Series Geophysical References Series Problems in Exploration Seismology and their Solutions Lloyd P. Geldart and Robert E. Sheriff 4 79 - 140 http://dx.doi.org/10.1190/1.9781560801733 ISBN 9781560801153 SEG Online Store

## Problem 4.21

If the velocity function in problem 4.17c applies above a horizontal refractor at a depth of 2.40 km where the refractor velocity is 4.25 km/s, (see Figure 4.21a), plot the traveltime-distance curve.

### Background

In Figure 4.18a, the refraction event does not exist to the left of point $Q$ , where $OQ$ is the critical distance (see problem 4.18).

### Solution

For a headwave to be generated, the angle of incidence $i$ must reach the critical angle $\theta _{c}$ . At the depth $z=2.40$ km, the velocity just above the refractor is $1.60+0.600\times 2.40=3.04$ km/s, so the critical angle is

{\begin{aligned}\theta _{c}=i_{c}=\sin ^{-1}(3.04/4.25)=45.7^{\circ }.\end{aligned}} To get $i_{0}$ , we have

{\begin{aligned}p=\sin i_{0}/1.60=\sin i_{c}/3.04=1/4.25=0.235.\end{aligned}} Thus

{\begin{aligned}i_{0}=\sin ^{-1}(1.60\times 0.235)=22.1^{\circ }.\end{aligned}} To get the critical distance $x^{\prime }$ , we note that $x^{\prime }$ ($OQ$ in Figure 4.18a) is equivalent to $MN+PQ=2MN=2x$ when $i=i_{c}$ . Using equation (4.17b), we have

{\begin{aligned}MN&=(1/pa)(\cos i_{0}-\cos i_{c})=(1/0.235\times 0.600)(0.926-0.698)\\&=1.62\,\mathrm {km} .\end{aligned}} The time required to travel the path $SN$ is, using equation (4.17c),

{\begin{aligned}t=(1/a)\ln \left({\frac {\tan i_{c}/2}{\tan i_{0}/2}}\right)=(1/0.600)\ln \left({\frac {\tan(45.7^{\circ }/2)}{\tan(22.1^{\circ }/2)}}\right)=1.28\,\mathrm {s} .\end{aligned}} Thus, the coordinates of the refraction traveltime curve at the critical distance are 2.56 s, 3.24 km). The refraction curve beginning at this point has the slope $(1/4.25)=0.235$ s/km.
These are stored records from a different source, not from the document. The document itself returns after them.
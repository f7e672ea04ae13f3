//! Console front-end for conversational mode.
//!
//! The loop renders from `DialogueEngine::snapshot()` and dispatches one
//! engine call per line of input. Ctrl-C during an oracle call resets the
//! session; `/reset` and `/quit` work at any prompt.

use std::error::Error;
use std::future::Future;

use crate::protocol::session::is_affirmative;
use crate::protocol::{
    DialogueEngine, DialogueSession, DialogueState, DialogueStep, MANUAL_OPTION, ProtocolError,
};
use crate::ui::util::{Input, describe_song, stdout_is_terminal, terminal_width, wrap_with_prefix};

const HELP: &str = "Think of a song. Describe it, quote a line, or say anything you remember. \
Answer with an option number or its text. /type writes your own answer, /reset starts over, \
/quit leaves.";

#[derive(Debug, PartialEq)]
enum Command {
    Quit,
    Reset,
    Type,
    Text(String),
}

fn parse_command(line: Option<String>) -> Command {
    match line {
        None => Command::Quit,
        Some(line) => match line.as_str() {
            "/quit" | "/exit" => Command::Quit,
            "/reset" => Command::Reset,
            "/type" => Command::Type,
            _ => Command::Text(line),
        },
    }
}

async fn read(input: &mut Input, prompt: &str) -> Result<Command, Box<dyn Error + Send + Sync>> {
    Ok(parse_command(input.prompt(prompt).await?))
}

/// Map "2" to the second option; anything else passes through.
fn pick_option(options: &[String], text: &str) -> String {
    text.parse::<usize>()
        .ok()
        .and_then(|n| n.checked_sub(1))
        .and_then(|i| options.get(i))
        .cloned()
        .unwrap_or_else(|| text.to_string())
}

fn print_question(session: &DialogueSession) {
    let width = terminal_width();
    if let Some(question) = session.current_question() {
        for line in wrap_with_prefix("? ", question, width) {
            println!("{line}");
        }
    }
    let options: Vec<String> = session
        .options()
        .iter()
        .enumerate()
        .map(|(i, o)| format!("[{}] {o}", i + 1))
        .collect();
    if !options.is_empty() {
        println!("  {}", options.join("  "));
    }
}

/// Run one engine call, resetting the session if Ctrl-C arrives first.
async fn step<F>(engine: &DialogueEngine, call: F)
where
    F: Future<Output = Result<DialogueStep, ProtocolError>>,
{
    let outcome = tokio::select! {
        outcome = call => outcome,
        _ = tokio::signal::ctrl_c() => {
            engine.reset().await;
            Err(ProtocolError::Cancelled)
        }
    };
    match outcome {
        Ok(_) => {}
        Err(ProtocolError::Cancelled) => println!("Session reset."),
        Err(e) => println!("! {e}"),
    }
}

pub async fn run(
    engine: &DialogueEngine,
    mut first_clue: Option<String>,
) -> Result<(), Box<dyn Error + Send + Sync>> {
    let mut input = Input::stdin();
    println!("{HELP}");

    loop {
        let session = engine.snapshot().await;
        match session.state() {
            DialogueState::AwaitingFirstClue => {
                let clue = match first_clue.take() {
                    Some(clue) => clue,
                    None => match read(&mut input, "\nYour clue> ").await? {
                        Command::Quit => break,
                        Command::Reset | Command::Type => continue,
                        Command::Text(clue) => clue,
                    },
                };
                step(engine, engine.start_session(&clue)).await;
            }
            DialogueState::AwaitingAnswer if session.current_question().is_none() => {
                match read(&mut input, "Press Enter to retry> ").await? {
                    Command::Quit => break,
                    Command::Reset => engine.reset().await,
                    Command::Type | Command::Text(_) => {
                        step(engine, engine.request_next_question()).await
                    }
                }
            }
            DialogueState::AwaitingAnswer | DialogueState::AwaitingFinalConfirmation => {
                print_question(&session);
                match read(&mut input, "> ").await? {
                    Command::Quit => break,
                    Command::Reset => engine.reset().await,
                    Command::Type => {
                        if let Err(e) = engine.enter_manual_override().await {
                            println!("! {e}");
                        }
                    }
                    Command::Text(text) if text.is_empty() => continue,
                    Command::Text(text) => {
                        let answer = pick_option(session.options(), &text);
                        step(engine, engine.answer(&answer)).await;
                    }
                }
            }
            DialogueState::ManualOverride => {
                let prompt = format!("Type your answer (/back to pick an option, not \"{MANUAL_OPTION}\")> ");
                match read(&mut input, &prompt).await? {
                    Command::Quit => break,
                    Command::Reset => engine.reset().await,
                    Command::Type => continue,
                    Command::Text(text) if text == "/back" => engine.cancel_manual_override().await?,
                    Command::Text(text) => step(engine, engine.manual_submit(&text)).await,
                }
            }
            DialogueState::Resolved => {
                if let Some(song) = session.resolved() {
                    println!();
                    for line in describe_song(song, stdout_is_terminal()) {
                        println!("{line}");
                    }
                }
                match read(&mut input, "Save it? [y/N] ").await? {
                    Command::Quit => break,
                    Command::Reset => engine.reset().await,
                    Command::Type => continue,
                    Command::Text(answer) if is_affirmative(&answer) => match engine.accept().await {
                        Ok(song) => println!("Saved \"{}\" by {}.", song.song, song.artist),
                        // Stays resolved, so the next pass asks again.
                        Err(e) => println!("! {e}"),
                    },
                    Command::Text(_) => engine.reject().await?,
                }
                if engine.snapshot().await.state() == DialogueState::AwaitingFirstClue {
                    match read(&mut input, "Play again? [y/N] ").await? {
                        Command::Text(answer) if is_affirmative(&answer) => continue,
                        _ => break,
                    }
                }
            }
        }
    }
    Ok(())
}

#[cfg(test)]
mod tests {
    use super::*;

    #[test]
    fn numbers_pick_options() {
        let options = vec!["Yes".to_string(), "No".to_string(), "Other".to_string()];
        assert_eq!(pick_option(&options, "2"), "No");
        assert_eq!(pick_option(&options, "3"), "Other");
        assert_eq!(pick_option(&options, "0"), "0");
        assert_eq!(pick_option(&options, "7"), "7");
        assert_eq!(pick_option(&options, "maybe"), "maybe");
    }

    #[test]
    fn slash_commands_parse() {
        assert_eq!(parse_command(None), Command::Quit);
        assert_eq!(parse_command(Some("/exit".into())), Command::Quit);
        assert_eq!(parse_command(Some("/reset".into())), Command::Reset);
        assert_eq!(parse_command(Some("/type".into())), Command::Type);
        assert_eq!(parse_command(Some("/back".into())), Command::Text("/back".into()));
    }
}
The curve (plotted in Figure 4.21b) has the equation

{\begin{aligned}t=x/4.25+t_{i}.\end{aligned}} The intercept $t_{i}$ can be found graphically by extending the refraction curve or by calculating $t$ for $x=0$ :

{\begin{aligned}t_{i}=2.56-3.24/4.25=1.80\,\mathrm {s} .\end{aligned}} The direct wave’s traveltime curve is $t=x/1.60$ . However, a diving wave with ($t,x$ ) related by equation (4.20a) arrives before this wave. Inverting equation (4.20a) gives

{\begin{aligned}t&=(2/a)\sinh ^{-1}(ax/2V_{0})=(2/0.600)\sinh ^{-1}(0.600x/2\times 1.60)\\&=3.33\sinh ^{-1}(0.188x).\end{aligned}} This equation has been used to plot the direct wave in Figure 4.21b. The crossover point is at approximately 5.9 km. However, the refraction and the direct wave do not differ appreciably in slope and hence picking the crossover point is not very accurate.